Policies need time to ease credit market

By Steven Lamb | October 20, 2008 | Last updated on October 20, 2008
7 min read
  • Jump to audio

Global equity markets remain in the cellar, as frozen credit markets slowly thaw. There have been a few stellar days on the market, but they have barely made a dent in the losses incurred over the past year.

So far, the response to the credit crisis has included rate cuts, mortgage buybacks, coordinated takeovers and governments’ taking equity stakes in some of the world’s largest financial institutions. While these moves instantly made headlines, investors need to remember that they will take time to be implemented.

“I believe that most of the pieces are in place to get us out of the short-term credit crisis already,” says Suzann Pennington, senior portfolio manager, Saxon Financial. “I’m not sure I’d call this being out of the woods, but I think we’ve found the bread crumbs to follow to get ourselves out of the woods.”

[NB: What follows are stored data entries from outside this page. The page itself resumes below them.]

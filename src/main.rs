//! txframe - run execution plans against in-memory transactions
//!
//! Loads a JSON plan of nested frames, drives every frame through its
//! transaction strategy and prints the resulting native journal.

use std::path::PathBuf;
use std::process::ExitCode;

use log::{error, info};

use txframe::{ExecutionPlan, ModeKind, PlanRunner};

fn print_usage() {
    println!("txframe - hierarchical transaction scopes for nested execution frames");
    println!();
    println!("Usage: txframe --plan FILE [--mode KIND]");
    println!();
    println!("Options:");
    println!("  -p, --plan FILE       Execution plan to run (JSON)");
    println!("  -m, --mode KIND       Override the top frame's mode (none, create_root,");
    println!("                        create_child_if_parent)");
    println!("  -h, --help            Show this help");
}

fn main() -> ExitCode {
    // Initialize logging
    env_logger::Builder::from_env(env_logger::Env::default().default_filter_or("info")).init();

    let args: Vec<String> = std::env::args().collect();
    let mut plan_path: Option<PathBuf> = None;
    let mut mode_override: Option<ModeKind> = None;

    let mut i = 1;
    while i < args.len() {
        match args[i].as_str() {
            "--plan" | "-p" => {
                if i + 1 < args.len() {
                    plan_path = Some(PathBuf::from(&args[i + 1]));
                    i += 1;
                }
            }
            "--mode" | "-m" => {
                if i + 1 < args.len() {
                    match ModeKind::from_name(&args[i + 1]) {
                        Some(kind) => mode_override = Some(kind),
                        None => {
                            error!("Unknown transaction mode: {}", args[i + 1]);
                            return ExitCode::FAILURE;
                        }
                    }
                    i += 1;
                }
            }
            "--help" | "-h" => {
                print_usage();
                return ExitCode::SUCCESS;
            }
            other => {
                error!("Unknown argument: {}", other);
                print_usage();
                return ExitCode::FAILURE;
            }
        }
        i += 1;
    }

    let Some(plan_path) = plan_path else {
        print_usage();
        return ExitCode::FAILURE;
    };

    let mut plan = match ExecutionPlan::from_file(&plan_path) {
        Ok(plan) => plan,
        Err(e) => {
            error!("Failed to load plan {:?}: {}", plan_path, e);
            return ExitCode::FAILURE;
        }
    };

    if let Some(kind) = mode_override {
        info!("Top frame runs as {} ({})", kind, kind.description());
        plan.root.mode.kind = kind;
    }

    let runner = PlanRunner::new();
    let outcome = runner.run(&plan);

    println!("Frames:");
    for event in runner.trace() {
        println!("  {}", event);
    }
    println!("Journal:");
    for entry in runner.journal() {
        println!("  {}", entry);
    }

    match outcome {
        Ok(()) => {
            info!("Plan completed");
            ExitCode::SUCCESS
        }
        Err(e) => {
            error!("Plan failed [{}]: {}", e.error_code(), e);
            ExitCode::FAILURE
        }
    }
}
//! Native transaction layer
//!
//! The coordinator never talks to a persistence layer directly. It drives
//! units of work through the traits below, which a persistence layer
//! implements. `memory` holds a journaled in-memory implementation.

pub mod memory;

pub use memory::{
    JournalEntry, MemoryScope, MemoryTransaction, MemoryTransactionFactory, Operation, TxnState,
};

use std::any::Any;

use crate::error::NativeResult;
use crate::types::Value;

/// Unit-of-work handle supplied by the persistence layer.
///
/// A handle is owned by exactly one transaction strategy at a time.
pub trait NativeTransaction {
    /// Make the changes of this transaction durable (or visible to the parent)
    fn commit(&mut self) -> NativeResult<()>;

    /// Discard the changes of this transaction
    fn rollback(&mut self) -> NativeResult<()>;

    /// Free the transaction. The handle must not be used afterwards.
    fn release(&mut self) -> NativeResult<()>;

    /// Make this transaction the active one.
    /// The returned token must be left before an enclosing scope is left.
    fn enter_scope(&mut self) -> NativeResult<Box<dyn TransactionScope>>;

    /// Create a nested transaction that commits into this one
    fn create_child(&mut self) -> NativeResult<Box<dyn NativeTransaction>>;

    /// Check that all objects can be used within this transaction.
    /// Mismatches are reported with `NativeErrorKind::Incompatible`.
    fn ensure_compatibility(&self, objects: &[Value]) -> NativeResult<()>;

    /// Access to the concrete handle type
    fn as_any(&self) -> &dyn Any;
}

/// Marker for "this transaction is currently active".
///
/// Leaving consumes the token, so only the party that entered a scope can
/// leave it, and only once.
pub trait TransactionScope {
    fn leave(self: Box<Self>) -> NativeResult<()>;
}

/// Source of parentless native transactions
pub trait TransactionFactory {
    fn create(&self) -> NativeResult<Box<dyn NativeTransaction>>;
}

Public policy moves have “put a floor under” the financial system, she says, and both the overnight and three-month inter-bank lending rates have eased.

While global banks may be lending again, the next problem to rear its head will likely be a slowdown in the overall economy. While a recovery plan is in place for the financial system, the markets are already looking to Main Street.

Investing at the Brink: How low is too low?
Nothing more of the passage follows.